Ce qui est beau et ce qu’est le beau

Le premier intérêt que l’on trouvera chez Platon et notamment dans le « Grand Hippias ou sur le beau, genre anatreptique » qu’il faut lire nécessairement (nombreuses éditions de poche dont Garnier Flammarion n° 870), c’est que, conformément à la recherche socratique d’une essence, la question d’une définition de la beauté y est explicitement posée : « pourrais-tu me dire ce que c’est que le beau ? » demande à Hippias Socrate qui déclare, comme il le fait toujours devant ceux qui croient savoir, s’être lui-même trouvé ridicule de ne pas pouvoir répondre à cette question. Celle-ci, devenue avec Platon, la question philosophique par excellence, est nécessairement celle de l’élève qui doit travailler une année sur la beauté ! On saisira alors que le but de Platon n’est pas de chercher, comme le fait Hippias ou l’élève naïf, dans l’expérience « ce qui est beau » mais « ce qu’est le beau », c’est-à-dire son essence (on se méfiera donc durant l’année des exemples sur la beauté (question qui) qui viendraient interdire une véritable réflexion sur ce qu’est la beauté).
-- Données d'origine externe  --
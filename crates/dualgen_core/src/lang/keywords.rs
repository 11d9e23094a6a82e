//! Reserved words of both targets (for identifier escaping).

/// Reserved + strict keywords in Rust.
pub const RUST_KEYWORDS: &[&str] = &[
    "as", "async", "await", "break", "const", "continue", "crate", "dyn", "else", "enum", "extern", "false", "fn",
    "for", "if", "impl", "in", "let", "loop", "match", "mod", "move", "mut", "pub", "ref", "return", "self", "Self",
    "static", "struct", "super", "trait", "true", "type", "unsafe", "use", "where", "while", "abstract", "become",
    "box", "do", "final", "gen", "macro", "override", "priv", "try", "typeof", "unsized", "virtual", "yield",
];

/// Rust keywords that cannot be written as raw identifiers.
pub const RUST_NON_RAW: &[&str] = &["crate", "self", "Self", "super"];

/// Reserved words in strict-mode JavaScript.
pub const JS_RESERVED: &[&str] = &[
    "arguments", "await", "break", "case", "catch", "class", "const", "continue", "debugger", "default", "delete",
    "do", "else", "enum", "eval", "export", "extends", "false", "finally", "for", "function", "if", "implements",
    "import", "in", "instanceof", "interface", "let", "new", "null", "package", "private", "protected", "public",
    "return", "static", "super", "switch", "this", "throw", "true", "try", "typeof", "var", "void", "while", "with",
    "yield",
];

/// Check whether an identifier is a Rust keyword.
pub fn is_rust_keyword(name: &str) -> bool {
    RUST_KEYWORDS.contains(&name)
}

/// Check whether an identifier is reserved in JavaScript.
pub fn is_js_reserved(name: &str) -> bool {
    JS_RESERVED.contains(&name)
}

/// Escape an identifier for Rust output (`type` → `r#type`).
///
/// Keywords that have no raw form (`self`, `super`, ...) are returned unchanged; they only ever
/// reach codegen in their keyword role.
pub fn escape_rust(name: &str) -> String {
    if is_rust_keyword(name) && !RUST_NON_RAW.contains(&name) {
        format!("r#{}", name)
    } else {
        name.to_string()
    }
}

/// Escape an identifier for JavaScript output (`class` → `_class`).
pub fn escape_js(name: &str) -> String {
    if is_js_reserved(name) {
        format!("_{}", name)
    } else {
        name.to_string()
    }
}

#[cfg(test)]
mod tests {
    use super::*;

    #[test]
    fn test_escape_rust() {
        assert_eq!(escape_rust("type"), "r#type");
        assert_eq!(escape_rust("self"), "self");
        assert_eq!(escape_rust("node"), "node");
    }

    #[test]
    fn test_escape_js() {
        assert_eq!(escape_js("class"), "_class");
        assert_eq!(escape_js("new"), "_new");
        assert_eq!(escape_js("node"), "node");
    }
}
Bref, ce n’est pas l’objet beau qui intéresse Platon (Hippias multiplie de façon inutile les cas particuliers de beauté données dans l’expérience) mais l’être du beau, son essence, sa définition, son Idée. Et dans ce dialogue les interlocuteurs donnent plusieurs définitions de la beauté, qui seront soit partiellement, soit totalement, réfutées mais que l’on retrouvera au cours des siècles : le beau, c’est le convenable (293c); le beau, c’est l’utile (295c) ; le beau c’est ce qui est avantageux (296d); le beau c’est le plaisir que l’on trouve à travers la vue et l’ouïe (297e).

Le beau en soi

Même si toutes ces caractéristiques peuvent être intéressantes et être mises en relation avec les choses belles, pour Socrate, elles ne sont pas à même de nous donner l’essence du beau. Le philosophe doit, lui, être capable de distinguer les cas particuliers de la beauté et l’idée de beauté : «- Celui par conséquent qui reconnaît l’existence de belles choses, mais qui ne reconnaît pas l’existence de la beauté elle-même, et qui, quand on le guide vers sa connaissance, n’est pas capable de suivre, à ton avis vit-il en songe, ou à l’état de veille ? Examine ce point. Rêver, n’est-ce pas la chose suivante : que ce soit pendant le sommeil, ou éveillé, croire que ce qui est semblable à une chose est, non pas semblable, mais la chose même à quoi cela ressemble ? » (République, 476). Inversement, « le philosophe ne prend jamais les choses belles pour le Beau lui-même ». Il existe une beauté en soi que le philosophe doit apprendre à découvrir mais celle-ci ne peut être vue et seulement pensée :

«- Nous affirmons qu’il y a un grand nombre de choses belles, et de choses bonnes, et ainsi de suite dans chaque cas, et nous les distinguons par la parole.

– Oui, nous l’affirmons.

– Et quant au beau lui-même, bien sûr, et au bien lui-même, et ainsi de suite pour toutes les réalités qu’alors nous posions comme multiples, nous les posons cette fois-ci, à l’inverse, d’après une idée unique de chacune comme relevant d’une idée unique, et nommons chacune ainsi posée « ce qui est réellement. » (République, 507).
Pour Platon, si je n’ai pas une connaissance intellectuelle de l’essence du beau, je ne serai pas en mesure de dire ce qui est beau ; ce n’est qu’en partant d’un savoir sur l’essence du beau que je puis dire, dans l’expérience, que tel objet est beau. Et dans le « Phédon » (100 cd) Platon montre que c’est la beauté en soi qui fait que tel objet est beau : « Mais si l’on vient me dire que ce qui fait qu’une chose est belle, c’est ou sa brillante couleur, ou sa forme ou quelque autre chose de ce genre, je laisse là toutes ces raisons, qui ne font toutes que me troubler, et je m’en tiens simplement, bonnement et peut-être naïvement à ceci, que rien ne la rend belle que la présence ou la communication de cette beauté en soi ou toute autre voie ou moyen par lequel cette beauté s’y ajoute ; car sur cette communication je n’affirme plus rien de positif, je dis seulement que c’est par le beau que toutes les belles choses deviennent belles. C’est là, je crois, la réponse la plus sûre que je puisse faire à moi-même et aux autres. En me tenant à ce principe, je suis persuadé que je ne ferai jamais de faux pas et que je puis, en toute sûreté, et tout autre comme moi, répondre que c’est par la beauté que les belles choses sont belles. Ne le crois-tu pas aussi ? ». Et cette essence du beau doit posséder au moins deux caractéristiques, être universelle et non pas particulière comme tous les exemples et être toujours identique à elle-même.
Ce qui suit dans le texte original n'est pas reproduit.